//! Compute a tree hash while the stream is being read, holding O(log n) digests.
//!
//! [TreeHasher] keeps a stack of digests of complete (perfect) subtrees, oldest and largest at
//! the bottom. After `n` chunks the stack holds one digest per set bit of `n`, so it never
//! exceeds `floor(log2(n)) + 1` entries. For example, after 11 chunks (`0b1011`):
//!
//! ```text
//!    Stack (bottom -> top)
//!      H(c0..c7)  H(c8,c9)  c10
//! ```
//!
//! Adding a chunk digest works like incrementing a binary counter: push it, then, for every
//! trailing zero bit of the new count, pop `right` and `left` and push `H(left || right)`.
//!
//! At the end, the stack is folded starting from the top: the most recent (smallest) subtree is
//! the initial accumulator, and each older subtree below it is hashed in on the left. This is
//! exactly how [crate::batch] carries an odd trailing digest up through its levels, so both
//! produce the same root for every chunk count.

use crate::{combine, split, Config, Error, Feed};
use tracing::{debug, trace};
use treehash_cryptography::Hasher;

/// Incrementally computes the tree hash of a single stream.
///
/// A [TreeHasher] is single-use: the [TreeHasher::feed] call with `last` set computes the root
/// and seals it.
pub struct TreeHasher<H: Hasher> {
    cfg: Config,
    hasher: H,

    // Digests of complete subtrees, in decreasing order of height.
    stack: Vec<H::Digest>,

    // Number of chunks hashed so far.
    chunks: u64,

    // Set once the final piece has been fed.
    root: Option<H::Digest>,
}

impl<H: Hasher> TreeHasher<H> {
    /// Create a new [TreeHasher], failing if `cfg` is invalid.
    pub fn new(cfg: Config) -> Result<Self, Error> {
        cfg.validate()?;
        Ok(Self {
            cfg,
            hasher: H::new(),
            stack: Vec::new(),
            chunks: 0,
            root: None,
        })
    }

    /// Hash `bytes` into the tree.
    ///
    /// Unless `last` is set, `bytes.len()` must be a multiple of the chunk size. When `last` is
    /// set, a trailing partial chunk is hashed as the final (short) chunk, the root is computed,
    /// and the hasher is sealed.
    pub fn feed(&mut self, bytes: &[u8], last: bool) -> Result<(), Error> {
        if self.root.is_some() {
            return Err(Error::AlreadyFinalized);
        }
        for chunk in split(bytes, self.cfg.chunk_size, last)? {
            self.hasher.update(chunk);
            let digest = self.hasher.finalize();
            self.add(digest);
        }
        if last {
            let root = self.fold();
            debug!(chunks = self.chunks, %root, "computed tree hash");
            self.root = Some(root);
        }
        Ok(())
    }

    /// Return the tree hash of the stream.
    ///
    /// Fails with [Error::NotFinalized] until the final piece has been fed.
    pub fn root(&self) -> Result<H::Digest, Error> {
        self.root.ok_or(Error::NotFinalized)
    }

    /// Number of chunks hashed so far.
    pub fn chunks(&self) -> u64 {
        self.chunks
    }

    /// Number of subtree digests currently held.
    pub fn pending(&self) -> usize {
        self.stack.len()
    }

    /// Whether the final piece has been fed.
    pub fn is_finalized(&self) -> bool {
        self.root.is_some()
    }

    /// Push a chunk digest, merging every pair of equal-height subtrees it completes.
    fn add(&mut self, digest: H::Digest) {
        self.stack.push(digest);
        self.chunks += 1;
        let mut count = self.chunks;
        while count % 2 == 0 {
            count >>= 1;

            // The stack holds one entry per set bit of the previous count, plus the new digest,
            // so at least two entries are present whenever the count is even.
            let len = self.stack.len();
            let right = self.stack[len - 1];
            let left = self.stack[len - 2];
            self.stack.truncate(len - 2);
            self.stack.push(combine(&mut self.hasher, &left, &right));
        }
        trace!(chunks = self.chunks, pending = self.stack.len(), "added chunk");
    }

    /// Fold the pending subtrees into the root, or return the empty digest if no chunks were hashed.
    fn fold(&mut self) -> H::Digest {
        let stack = std::mem::take(&mut self.stack);
        let mut subtrees = stack.into_iter().rev();
        let Some(mut root) = subtrees.next() else {
            return H::empty();
        };
        for subtree in subtrees {
            root = combine(&mut self.hasher, &subtree, &root);
        }
        root
    }
}

impl<H: Hasher> Feed for TreeHasher<H> {
    fn chunk_size(&self) -> usize {
        self.cfg.chunk_size
    }

    fn feed(&mut self, bytes: &[u8], last: bool) -> Result<(), Error> {
        TreeHasher::feed(self, bytes, last)
    }
}
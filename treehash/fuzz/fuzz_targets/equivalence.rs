#![no_main]

use arbitrary::Arbitrary;
use libfuzzer_sys::fuzz_target;
use treehash::{batch, chunk::ChunkHasher, incremental::TreeHasher, Config};
use treehash_cryptography::{Hasher, Sha256};

#[derive(Debug, Arbitrary)]
struct FuzzInput {
    chunk_size: u8,
    data: Vec<u8>,
    // Number of chunks in each non-final piece.
    pieces: Vec<u8>,
}

fn fuzz(input: FuzzInput) {
    let cfg = Config {
        chunk_size: input.chunk_size as usize + 1,
    };
    let mut chunks = ChunkHasher::<Sha256>::new(cfg).unwrap();
    let mut tree = TreeHasher::<Sha256>::new(cfg).unwrap();

    let mut offset = 0;
    for piece in input.pieces {
        let len = piece as usize * cfg.chunk_size;
        if offset + len > input.data.len() {
            break;
        }
        let bytes = &input.data[offset..offset + len];
        chunks.feed(bytes, false).unwrap();
        tree.feed(bytes, false).unwrap();
        offset += len;
    }
    chunks.feed(&input.data[offset..], true).unwrap();
    tree.feed(&input.data[offset..], true).unwrap();

    let hashes = chunks.hashes().unwrap();
    assert_eq!(hashes.len(), input.data.len().div_ceil(cfg.chunk_size));
    let root = tree.root().unwrap();
    match batch::root::<Sha256>(&hashes) {
        Ok(expected) => assert_eq!(root, expected),
        Err(_) => {
            assert!(input.data.is_empty());
            assert_eq!(root, Sha256::empty());
        }
    }
}

fuzz_target!(|input: FuzzInput| {
    fuzz(input);
});
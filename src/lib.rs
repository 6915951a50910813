pub mod blob;
pub mod clock;
pub mod config;
pub mod engine;
pub mod limits;
pub mod model;
pub mod observability;
pub mod period;
pub mod scheduler;
pub mod store;
pub mod wal;
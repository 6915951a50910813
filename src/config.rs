use std::path::PathBuf;
use std::str::FromStr;
use std::time::Duration;

use chrono::{FixedOffset, Offset, Utc};

use crate::engine::EngineSettings;
use crate::limits::*;

/// Daemon configuration, read once from `ROOMSLOT_*` environment variables.
/// Unset or unparseable values fall back to their defaults.
#[derive(Debug, Clone)]
pub struct Config {
    pub data_dir: PathBuf,
    pub snapshot_dir: PathBuf,
    pub metrics_port: Option<u16>,
    pub max_txn_ops: usize,
    pub chunk_retries: u32,
    pub retry_backoff: Duration,
    pub store_timeout: Duration,
    pub day_offset: FixedOffset,
    pub snapshot_interval: Duration,
    pub compact_threshold: u64,
}

impl Config {
    pub fn from_env() -> Self {
        Self::from_lookup(|key| std::env::var(key).ok())
    }

    pub fn from_lookup(lookup: impl Fn(&str) -> Option<String>) -> Self {
        fn parsed<T: FromStr>(lookup: &impl Fn(&str) -> Option<String>, key: &str) -> Option<T> {
            lookup(key).and_then(|s| s.trim().parse().ok())
        }

        let data_dir = lookup("ROOMSLOT_DATA_DIR")
            .map(PathBuf::from)
            .unwrap_or_else(|| PathBuf::from("./data"));
        let snapshot_dir = lookup("ROOMSLOT_SNAPSHOT_DIR")
            .map(PathBuf::from)
            .unwrap_or_else(|| data_dir.join("snapshots"));
        let day_offset = parsed::<i32>(&lookup, "ROOMSLOT_DAY_OFFSET_MINUTES")
            .filter(|m| m.abs() <= MAX_DAY_OFFSET_MINUTES)
            .and_then(|m| FixedOffset::east_opt(m * 60))
            .unwrap_or_else(|| Utc.fix());

        Self {
            metrics_port: parsed(&lookup, "ROOMSLOT_METRICS_PORT"),
            max_txn_ops: parsed::<usize>(&lookup, "ROOMSLOT_MAX_TXN_OPS")
                .filter(|n| (1..=MAX_OPS_PER_TRANSACTION).contains(n))
                .unwrap_or(MAX_OPS_PER_TRANSACTION),
            chunk_retries: parsed(&lookup, "ROOMSLOT_CHUNK_RETRIES").unwrap_or(DEFAULT_CHUNK_RETRIES),
            retry_backoff: Duration::from_millis(
                parsed(&lookup, "ROOMSLOT_RETRY_BACKOFF_MS").unwrap_or(DEFAULT_RETRY_BACKOFF_MS),
            ),
            store_timeout: Duration::from_millis(
                parsed::<u64>(&lookup, "ROOMSLOT_STORE_TIMEOUT_MS")
                    .filter(|ms| *ms > 0)
                    .unwrap_or(DEFAULT_STORE_TIMEOUT_MS),
            ),
            day_offset,
            snapshot_interval: Duration::from_secs(
                parsed::<u64>(&lookup, "ROOMSLOT_SNAPSHOT_INTERVAL_SECS")
                    .filter(|s| *s > 0)
                    .unwrap_or(DEFAULT_SNAPSHOT_INTERVAL_SECS),
            ),
            compact_threshold: parsed(&lookup, "ROOMSLOT_COMPACT_THRESHOLD")
                .unwrap_or(DEFAULT_COMPACT_THRESHOLD),
            data_dir,
            snapshot_dir,
        }
    }

    pub fn wal_path(&self) -> PathBuf {
        self.data_dir.join("roomslot.wal")
    }

    pub fn engine_settings(&self) -> EngineSettings {
        EngineSettings {
            max_chunk: self.max_txn_ops,
            chunk_retries: self.chunk_retries,
            retry_backoff: self.retry_backoff,
            store_timeout: self.store_timeout,
            day_offset: self.day_offset,
            ..EngineSettings::default()
        }
    }
}

#[cfg(test)]
mod tests {
    use super::*;
    use std::collections::HashMap;

    fn config(pairs: &[(&str, &str)]) -> Config {
        let env: HashMap<String, String> =
            pairs.iter().map(|(k, v)| (k.to_string(), v.to_string())).collect();
        Config::from_lookup(|key| env.get(key).cloned())
    }

    #[test]
    fn defaults() {
        let c = config(&[]);
        assert_eq!(c.data_dir, PathBuf::from("./data"));
        assert_eq!(c.snapshot_dir, PathBuf::from("./data").join("snapshots"));
        assert_eq!(c.metrics_port, None);
        assert_eq!(c.max_txn_ops, 500);
        assert_eq!(c.chunk_retries, 3);
        assert_eq!(c.retry_backoff, Duration::from_millis(50));
        assert_eq!(c.store_timeout, Duration::from_secs(5));
        assert_eq!(c.day_offset.local_minus_utc(), 0);
        assert_eq!(c.snapshot_interval, Duration::from_secs(3600));
        assert_eq!(c.compact_threshold, 1000);
        assert_eq!(c.wal_path(), PathBuf::from("./data").join("roomslot.wal"));
    }

    #[test]
    fn overrides() {
        let c = config(&[
            ("ROOMSLOT_DATA_DIR", "/var/lib/roomslot"),
            ("ROOMSLOT_METRICS_PORT", "9100"),
            ("ROOMSLOT_MAX_TXN_OPS", "200"),
            ("ROOMSLOT_DAY_OFFSET_MINUTES", "540"),
            ("ROOMSLOT_STORE_TIMEOUT_MS", "250"),
        ]);
        assert_eq!(c.snapshot_dir, PathBuf::from("/var/lib/roomslot/snapshots"));
        assert_eq!(c.metrics_port, Some(9100));
        assert_eq!(c.max_txn_ops, 200);
        assert_eq!(c.day_offset.local_minus_utc(), 9 * 3600);

        let settings = c.engine_settings();
        assert_eq!(settings.max_chunk, 200);
        assert_eq!(settings.store_timeout, Duration::from_millis(250));
        assert_eq!(settings.snapshot_prefix, "snapshots");
    }

    #[test]
    fn bad_values_fall_back() {
        let c = config(&[
            ("ROOMSLOT_METRICS_PORT", "not-a-port"),
            ("ROOMSLOT_MAX_TXN_OPS", "5000"),
            ("ROOMSLOT_DAY_OFFSET_MINUTES", "100000"),
            ("ROOMSLOT_SNAPSHOT_INTERVAL_SECS", "0"),
            ("ROOMSLOT_CHUNK_RETRIES", "-1"),
        ]);
        assert_eq!(c.metrics_port, None);
        assert_eq!(c.max_txn_ops, 500);
        assert_eq!(c.day_offset.local_minus_utc(), 0);
        assert_eq!(c.snapshot_interval, Duration::from_secs(3600));
        assert_eq!(c.chunk_retries, 3);
    }
}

* **EXERCISE OBJECTIVE**: Look over the data above and show each line that contains "split".

* **RESPONSE AREA**:
use crate::{combine, split, Config, Error, Feed};
        for chunk in split(bytes, self.cfg.chunk_size, last)? {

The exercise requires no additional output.